A tecnologia avança e as
tendências são promissoras, mas no Brasil e em diversos outros países em
desenvolvimento, há problemas mais básicos. Por suas dimensões continentais e
desigualdades sociais, o acesso a exames de imagem ainda é um desafio.
Populações ribeirinhas da Região Amazônica, por exemplo, precisam se deslocar
quilômetros para conseguir. E sem o exame, o diagnóstico muitas vezes chega
tarde, elevando os custos de tratamento e evitando um desfecho mais grave.

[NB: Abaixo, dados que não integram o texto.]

//! Per-view collector: the signature-to-window-aggregator map that actually holds samples.

use crate::tags::TagMap;
use crate::view::{Row, View, WindowSpec};
use crate::window::WindowAggregator;
use std::collections::HashMap;
use std::time::Instant;

/// Owns one view's `tag-signature -> window-aggregator` map.
///
/// Lives entirely on the worker thread: nothing here is shared or synchronized, since the
/// worker is the sole owner and sole mutator of every collector.
#[derive(Debug, Default)]
pub struct Collector {
    aggregators: HashMap<Vec<u8>, WindowAggregator>,
}

impl Collector {
    /// Returns a new, empty collector.
    #[must_use]
    pub fn new() -> Self {
        Self::default()
    }

    /// Folds a sample into the aggregator for `tag_map`'s signature under `view`, creating
    /// that aggregator via the view's window/aggregation factory on first use.
    pub fn add_sample(&mut self, view: &View, tag_map: &TagMap, v: f64, now: Instant) {
        let sig = tag_map.encode(view.tag_keys());
        let aggregator = self.aggregators.entry(sig).or_insert_with(|| match view.window() {
            WindowSpec::Cumulative => WindowAggregator::cumulative(view.aggregation()),
            WindowSpec::SlidingTime { duration, bucket_count } => {
                WindowAggregator::sliding_time(view.aggregation(), *duration, *bucket_count, now)
            }
        });
        aggregator.add_sample(v, now);
    }

    /// Snapshots every known signature into a `Row`, decoding each signature back into a tag
    /// list ordered by `view`'s key list.
    pub fn collect_rows(&mut self, view: &View, now: Instant) -> Vec<Row> {
        self.aggregators
            .iter_mut()
            .map(|(sig, aggregator)| {
                let tag_map = TagMap::decode(sig, view.tag_keys());
                let tags = view
                    .tag_keys()
                    .iter()
                    .filter_map(|key| {
                        tag_map
                            .value(key)
                            .map(|value| crate::tags::Tag::new(key.clone(), value))
                    })
                    .collect();
                Row { tags, data: aggregator.collect(now) }
            })
            .collect()
    }

    /// Clears every known aggregator in place, freeing no memory but zeroing all state.
    /// Called when a view transitions from collecting to non-collecting.
    pub fn clear(&mut self) {
        for aggregator in self.aggregators.values_mut() {
            aggregator.clear();
        }
    }

    /// Returns the number of distinct tag-signatures currently tracked.
    #[must_use]
    pub fn signature_count(&self) -> usize {
        self.aggregators.len()
    }
}
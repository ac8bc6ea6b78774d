//! The worker thread: sole owner of every measure, view, collector, and aggregator.
//!
//! Everything in this module runs on one `std::thread::spawn`'d thread. No field here is
//! ever touched from any other thread; producers only ever reach it through the command
//! channel built in [`super`].

use super::commands::Command;
use crate::collector::Collector;
use crate::export::ExporterRegistry;
use crate::measure::Measure;
use crate::view::{Row, View, ViewData};
use crate::MetricsError;
use crossbeam::channel::{Receiver, Sender};
use std::collections::{HashMap, HashSet};
use std::sync::atomic::{AtomicU64, Ordering};
use std::sync::Arc;
use std::time::{Duration, Instant, SystemTime};

pub(crate) const DEFAULT_REPORTING_PERIOD: Duration = Duration::from_secs(10);

struct ViewState {
    view: View,
    collector: Collector,
    subscribers: HashMap<u64, (Sender<ViewData>, Arc<AtomicU64>)>,
    forced_collection: bool,
    start_time: SystemTime,
}

impl ViewState {
    fn is_collecting(&self) -> bool {
        self.forced_collection || !self.subscribers.is_empty()
    }
}

pub(crate) struct Worker {
    command_rx: Receiver<Command>,
    quit_rx: Receiver<()>,
    self_tx: Sender<Command>,
    exporters: Arc<ExporterRegistry>,
    reporting_period: Duration,
    measures: HashMap<String, Measure>,
    measure_views: HashMap<String, HashSet<String>>,
    views: HashMap<String, ViewState>,
    next_subscriber_id: u64,
}

impl Worker {
    pub(crate) fn new(
        command_rx: Receiver<Command>,
        quit_rx: Receiver<()>,
        self_tx: Sender<Command>,
        exporters: Arc<ExporterRegistry>,
        reporting_period: Duration,
    ) -> Self {
        Self {
            command_rx,
            quit_rx,
            self_tx,
            exporters,
            reporting_period,
            measures: HashMap::new(),
            measure_views: HashMap::new(),
            views: HashMap::new(),
            next_subscriber_id: 0,
        }
    }

    /// Drives the worker until the quit channel fires or every producer has dropped its
    /// command sender.
    pub(crate) fn run(mut self) {
        let mut ticker = crossbeam::channel::tick(self.reporting_period);
        loop {
            crossbeam::channel::select! {
                recv(self.command_rx) -> msg => {
                    match msg {
                        Ok(Command::SetReportingPeriod { period }) => {
                            let period = if period <= Duration::ZERO {
                                DEFAULT_REPORTING_PERIOD
                            } else {
                                period
                            };
                            self.reporting_period = period;
                            ticker = crossbeam::channel::tick(period);
                        }
                        Ok(command) => self.handle_command(command),
                        Err(_) => break,
                    }
                },
                recv(ticker) -> _ => self.on_tick(),
                recv(self.quit_rx) -> _ => {
                    while let Ok(command) = self.command_rx.try_recv() {
                        self.handle_command(command);
                    }
                    break;
                },
            }
        }
    }

    fn handle_command(&mut self, command: Command) {
        match command {
            Command::SetReportingPeriod { .. } => unreachable!("handled in run()"),
            Command::RegisterMeasure { name, description, unit, kind, reply } => {
                let _ = reply.send(self.register_measure(name, description, unit, kind));
            }
            Command::DeleteMeasure { name, reply } => {
                let _ = reply.send(self.delete_measure(&name));
            }
            Command::FindMeasure { name, reply } => {
                let _ = reply.send(self.measures.get(&name).cloned());
            }
            Command::RegisterView { view, reply } => {
                let _ = reply.send(self.register_view(view));
            }
            Command::UnregisterView { name, reply } => {
                let _ = reply.send(self.unregister_view(&name));
            }
            Command::Subscribe { view_name, capacity, reply } => {
                let _ = reply.send(self.subscribe(view_name, capacity));
            }
            Command::Unsubscribe { view_name, subscriber_id } => {
                self.unsubscribe(&view_name, subscriber_id);
            }
            Command::ForceCollect { view_name, reply } => {
                let _ = reply.send(self.set_forced_collection(&view_name, true));
            }
            Command::StopForceCollect { view_name, reply } => {
                let _ = reply.send(self.set_forced_collection(&view_name, false));
            }
            Command::RetrieveData { view_name, reply } => {
                let _ = reply.send(self.retrieve_data(&view_name));
            }
            Command::Record { measurements, tag_map } => {
                self.record(&measurements, &tag_map);
            }
        }
    }

    fn register_measure(
        &mut self,
        name: String,
        description: String,
        unit: String,
        kind: crate::measure::MeasureKind,
    ) -> Result<Measure, MetricsError> {
        if let Some(existing) = self.measures.get(&name) {
            if existing.description() == description
                && existing.unit() == unit
                && existing.kind() == kind
            {
                return Ok(existing.clone());
            }
            return Err(MetricsError::AlreadyRegistered(format!(
                "measure {name:?} already registered with different attributes"
            )));
        }
        let measure = Measure::new(name.clone(), description, unit, kind)?;
        self.measures.insert(name, measure.clone());
        Ok(measure)
    }

    fn delete_measure(&mut self, name: &str) -> Result<(), MetricsError> {
        if !self.measures.contains_key(name) {
            return Err(MetricsError::NotFound(format!("measure {name:?} not found")));
        }
        if self.measure_views.get(name).is_some_and(|views| !views.is_empty()) {
            return Err(MetricsError::InUse(format!(
                "measure {name:?} is referenced by a registered view"
            )));
        }
        self.measures.remove(name);
        self.measure_views.remove(name);
        Ok(())
    }

    fn register_view(&mut self, view: View) -> Result<(), MetricsError> {
        if self.views.contains_key(view.name()) {
            return Err(MetricsError::AlreadyRegistered(format!(
                "view {:?} already registered",
                view.name()
            )));
        }
        self.measures.entry(view.measure().name().to_string()).or_insert_with(|| view.measure().clone());
        self.measure_views
            .entry(view.measure().name().to_string())
            .or_default()
            .insert(view.name().to_string());
        self.views.insert(
            view.name().to_string(),
            ViewState {
                view,
                collector: Collector::new(),
                subscribers: HashMap::new(),
                forced_collection: false,
                start_time: SystemTime::now(),
            },
        );
        Ok(())
    }

    fn unregister_view(&mut self, name: &str) -> Result<(), MetricsError> {
        let Some(state) = self.views.get(name) else {
            return Err(MetricsError::NotFound(format!("view {name:?} not found")));
        };
        if state.is_collecting() {
            return Err(MetricsError::InUse(format!("view {name:?} is still collecting")));
        }
        let measure_name = state.view.measure().name().to_string();
        self.views.remove(name);
        if let Some(views) = self.measure_views.get_mut(&measure_name) {
            views.remove(name);
        }
        Ok(())
    }

    fn subscribe(
        &mut self,
        view_name: String,
        capacity: usize,
    ) -> Result<crate::export::Subscription, MetricsError> {
        let Some(state) = self.views.get_mut(&view_name) else {
            return Err(MetricsError::NotFound(format!("view {view_name:?} not found")));
        };
        let (tx, rx) = crossbeam::channel::bounded(capacity);
        let dropped = Arc::new(AtomicU64::new(0));
        let subscriber_id = self.next_subscriber_id;
        self.next_subscriber_id += 1;
        state.subscribers.insert(subscriber_id, (tx, dropped.clone()));
        Ok(crate::export::Subscription::new(
            Arc::from(view_name),
            subscriber_id,
            rx,
            dropped,
            self.self_tx.clone(),
        ))
    }

    fn unsubscribe(&mut self, view_name: &str, subscriber_id: u64) {
        if let Some(state) = self.views.get_mut(view_name) {
            state.subscribers.remove(&subscriber_id);
            if !state.is_collecting() {
                state.collector.clear();
            }
        }
    }

    fn set_forced_collection(&mut self, view_name: &str, forced: bool) -> Result<(), MetricsError> {
        let Some(state) = self.views.get_mut(view_name) else {
            return Err(MetricsError::NotFound(format!("view {view_name:?} not found")));
        };
        state.forced_collection = forced;
        if !state.is_collecting() {
            state.collector.clear();
        }
        Ok(())
    }

    fn retrieve_data(&mut self, view_name: &str) -> Result<ViewData, MetricsError> {
        let Some(state) = self.views.get_mut(view_name) else {
            return Err(MetricsError::NotFound(format!("view {view_name:?} not found")));
        };
        if !state.is_collecting() {
            return Err(MetricsError::NotCollecting(format!(
                "view {view_name:?} has no subscribers and no forced collection"
            )));
        }
        let rows: Vec<Row> = state.collector.collect_rows(&state.view, Instant::now());
        Ok(ViewData {
            view_name: Arc::from(view_name),
            start_time: state.start_time,
            end_time: SystemTime::now(),
            rows,
        })
    }

    fn record(&mut self, measurements: &[crate::measure::Measurement], tag_map: &crate::tags::TagMap) {
        let now = Instant::now();
        for measurement in measurements {
            let measure_name = measurement.measure().name();
            if !self.measures.contains_key(measure_name) {
                continue;
            }
            let Ok(value) = measurement.checked_value() else { continue };
            let Some(view_names) = self.measure_views.get(measure_name) else { continue };
            for view_name in view_names {
                if let Some(state) = self.views.get_mut(view_name) {
                    if state.is_collecting() {
                        state.collector.add_sample(&state.view, tag_map, value, now);
                    }
                }
            }
        }
    }

    fn on_tick(&mut self) {
        let now = Instant::now();
        for state in self.views.values_mut() {
            if !state.is_collecting() {
                continue;
            }
            let rows = state.collector.collect_rows(&state.view, now);
            let view_data = ViewData {
                view_name: Arc::from(state.view.name()),
                start_time: state.start_time,
                end_time: SystemTime::now(),
                rows,
            };
            for (sender, dropped) in state.subscribers.values() {
                if sender.try_send(view_data.clone()).is_err() {
                    dropped.fetch_add(1, Ordering::Relaxed);
                }
            }
            self.exporters.export_all(&view_data);
        }
    }
}
//! Ambient propagation of the current [`TagMap`] through a thread-local call context.
//!
//! Modeled on the attach/detach `Context` pattern: code that wants to add tags for the
//! duration of a call attaches a derived map and gets back a guard; dropping the guard
//! restores whatever was current before, even across early returns or panics.

use super::TagMap;
use std::cell::RefCell;

thread_local! {
    static CURRENT_TAG_MAP: RefCell<TagMap> = RefCell::new(TagMap::empty());
}

/// Returns a clone of the tag map currently attached on this thread.
///
/// Defaults to an empty map if nothing has ever been attached.
#[must_use]
pub fn current_tag_map() -> TagMap {
    CURRENT_TAG_MAP.with(|cell| cell.borrow().clone())
}

/// Attaches `tag_map` as the current tag map for this thread and returns a guard that
/// restores the previous map when dropped.
///
/// ```
/// # use statsview::tags::{context, Key, Tag, TagMap, TagMutator};
/// let method = Key::new("method").unwrap();
/// let derived = TagMap::new(
///     &context::current_tag_map(),
///     [TagMutator::Upsert(Tag::new(method.clone(), "GET"))],
/// )
/// .unwrap();
/// {
///     let _guard = context::attach_tag_map(derived);
///     assert_eq!(context::current_tag_map().value(&method), Some("GET"));
/// }
/// assert_eq!(context::current_tag_map().value(&method), None);
/// ```
#[must_use]
pub fn attach_tag_map(tag_map: TagMap) -> TagMapGuard {
    let previous = CURRENT_TAG_MAP.with(|cell| cell.replace(tag_map));
    TagMapGuard { previous: Some(previous) }
}

/// Restores the previously-current tag map when dropped.
///
/// Must be dropped on the same thread that produced it; it is not `Send`.
#[must_use = "dropping this guard immediately restores the previous tag map"]
pub struct TagMapGuard {
    previous: Option<TagMap>,
}

impl Drop for TagMapGuard {
    fn drop(&mut self) {
        if let Some(previous) = self.previous.take() {
            CURRENT_TAG_MAP.with(|cell| {
                *cell.borrow_mut() = previous;
            });
        }
    }
}

#[cfg(test)]
mod tests {
    use super::*;
    use crate::tags::{Key, Tag, TagMutator};

    #[test]
    fn default_context_is_empty() {
        assert!(current_tag_map().is_empty());
    }

    #[test]
    fn attach_is_visible_until_guard_drops() {
        let key = Key::new("region").unwrap();
        let derived =
            TagMap::new(&current_tag_map(), [TagMutator::Upsert(Tag::new(key.clone(), "us"))])
                .unwrap();
        assert_eq!(current_tag_map().value(&key), None);
        {
            let _guard = attach_tag_map(derived);
            assert_eq!(current_tag_map().value(&key), Some("us"));
        }
        assert_eq!(current_tag_map().value(&key), None);
    }

    #[test]
    fn nested_attach_restores_intermediate_value() {
        let key = Key::new("region").unwrap();
        let outer =
            TagMap::new(&current_tag_map(), [TagMutator::Upsert(Tag::new(key.clone(), "us"))])
                .unwrap();
        let _outer_guard = attach_tag_map(outer);
        {
            let inner = TagMap::new(
                &current_tag_map(),
                [TagMutator::Upsert(Tag::new(key.clone(), "eu"))],
            )
            .unwrap();
            let _inner_guard = attach_tag_map(inner);
            assert_eq!(current_tag_map().value(&key), Some("eu"));
        }
        assert_eq!(current_tag_map().value(&key), Some("us"));
    }
}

“Esse não é um desafio só do
Brasil, quase metade da população global não tem acesso à saúde e à saúde de
qualidade”, reitera Adriana Costa, diretora-geral da Siemens Healthineers no
Brasil. “Temos movimentos e territórios que são muito díspares em termos de
acesso.”
A empresa tem levantado
dados de bases como o Datasus para verificar os vazios assistenciais e
identificar em quais regiões a implementação de um equipamento como uma
ressonância poderia trazer mais impacto. Após a análise, a companhia tem feito
reuniões com instituições públicas e privadas para mostrar os potenciais.
Mas para de fato trazer
esses avanços, na visão de Costa, o diálogo precisa mudar e as parcerias podem
ter papel de destaque. “Sempre falamos nos fóruns que a saúde no Brasil está
doente e precisamos encontrar saídas. Isso não vai ser uma responsabilidade só
da indústria, da saúde suplementar ou do só sistema público. A colaboração
entre todos os agentes será importante para endereçar soluções que realmente
atendam as grandes dores que existem.”